Mapping genetic markers of artemisinin resistance in Plasmodium falciparum malaria in Asia: a systematic review and spatiotemporal analysis.

Background: The increase in artemisinin resistance threatens malaria elimination in Asia by the target date of 2030 and could derail control efforts in other endemic regions. This study aimed to develop up-to-date spatial distribution visualisations of the kelch13 (K13) gene markers of artemisinin resistance in Plasmodium falciparum for policy makers. Methods: In this systematic review and spatiotemporal analysis we used the WorldWide Antimalarial Resistance Network (WWARN) surveyor molecular markers of artemisinin resistance database. We updated the database by searching PubMed and SCOPUS for studies published between Jan 1, 1990, and March 31, 2021. Articles were included if they contained data on K13 markers of artemisinin resistance from patients' samples in Asia and articles already included in the WWARN database were excluded.
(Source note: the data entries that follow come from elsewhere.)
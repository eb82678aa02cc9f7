//! Allocation errors.

use thiserror::Error;

use crate::pool::BlockPtr;

/// Failure surfaced by the pool allocator.
#[derive(Debug, Clone, PartialEq, Eq, Error)]
pub enum AllocError {
    /// The system allocator refused a large request.
    #[error("system allocator refused {bytes} bytes")]
    SystemAllocation { bytes: usize },
    /// Arena growth was refused and no larger free block could be salvaged.
    #[error("pool exhausted while carving {size}-byte blocks")]
    PoolExhausted { size: usize },
    /// The handle was minted by a different pool instance.
    #[error("handle {block} does not belong to this pool")]
    ForeignHandle { block: BlockPtr },
    /// The handle does not name a block this pool can give back.
    #[error("handle {block} does not address a releasable {size}-byte block")]
    UnknownBlock { block: BlockPtr, size: usize },
    /// `count * elem_size` does not fit in `usize`.
    #[error("{count} elements of {elem_size} bytes overflow usize")]
    SizeOverflow { count: usize, elem_size: usize },
}

impl AllocError {
    /// True for the unrecoverable exhaustion condition.
    pub fn is_exhaustion(&self) -> bool {
        matches!(self, Self::PoolExhausted { .. })
    }
}
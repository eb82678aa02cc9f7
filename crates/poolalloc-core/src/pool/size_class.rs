//! Size class table for small allocations.
//!
//! Requests up to [`MAX_BLOCK`] bytes are rounded up to a multiple of
//! [`ALIGN`] and served from one of [`NUM_SIZE_CLASSES`] segregated free
//! lists. Class `i` holds blocks of exactly `(i + 1) * ALIGN` bytes.

/// Alignment granularity of small blocks (bytes).
pub const ALIGN: usize = 8;

/// Largest request served from the pool. Above this, use the system allocator.
pub const MAX_BLOCK: usize = 128;

/// Number of size classes (one free list each).
pub const NUM_SIZE_CLASSES: usize = MAX_BLOCK / ALIGN;

/// Blocks carved per refill when the arena allows it.
pub const DEFAULT_BATCH: usize = 20;

/// Upper bound accepted for a configured refill batch.
pub const MAX_BATCH: usize = 1024;

const _: () = assert!(ALIGN.is_power_of_two());
const _: () = assert!(MAX_BLOCK % ALIGN == 0);
const _: () = assert!(NUM_SIZE_CLASSES == 16);
// A free block must be able to hold an encoded link.
const _: () = assert!(ALIGN >= core::mem::size_of::<u64>());

/// Rounds `bytes` up to the nearest multiple of [`ALIGN`].
///
/// Callers pass sizes well below `usize::MAX`; the pool only rounds small
/// requests and growth amounts.
#[inline]
pub const fn round_up(bytes: usize) -> usize {
    (bytes + ALIGN - 1) & !(ALIGN - 1)
}

/// Returns the size class index serving `bytes`.
///
/// Only meaningful for `1 <= bytes <= MAX_BLOCK`; the allocator facade
/// guards both ends before calling this.
#[inline]
pub const fn class_of(bytes: usize) -> usize {
    round_up(bytes) / ALIGN - 1
}

/// Returns the block size of class `class`.
#[inline]
pub const fn class_size(class: usize) -> usize {
    (class + 1) * ALIGN
}

/// Returns true if `bytes` is served by the size-class path.
#[inline]
pub const fn is_small(bytes: usize) -> bool {
    bytes <= MAX_BLOCK
}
Data were extracted from the published articles and authors were contacted when information was missing. We used the lowest administrative unit levels for the sampling locations of all the K13 data to describe the spatiotemporal distribution. The numbers of samples tested and those with each molecular marker in each administrative unit level were aggregated by year to calculate the marker prevalence over time. Findings: Data were collated from 72 studies comprising K13 markers from 16 613 blood samples collected from 1991 to 2020 from 18 countries. Most samples were from Myanmar (3842 [23·1%]), Cambodia (3804 [22·9%]), and Vietnam (2663 [16·0%]). The median time between data collection and publication was 3·6 years (range 0·9-25·0, IQR 2·7 [2·5-5·2]). There was a steady increase in the prevalence of WHO-validated K13 markers, with the lowest of 4·3% in 2005 (n=47) and the highest of 62·9% in 2018 (n=264). Overall, the prevalence of Cys580Tyr mutation increased from 48·9% in 2002 to 84·9% in 2018. Interpretation: From 2002 to 2018, there has been a steady increase in geographical locations and the proportion of infected people with validated artemisinin resistance markers. More consistent data collection, over more extended periods in the same areas with the rapid sharing of data are needed to map the spread and evolution of resistance to better inform policy decisions. Data in the literature are reported in a heterogeneous way leading to difficulties in pooling and interpretation. We propose here a tool with a set of minimum criteria for reporting future studies. Funding: This research was funded in part by the Wellcome Trust.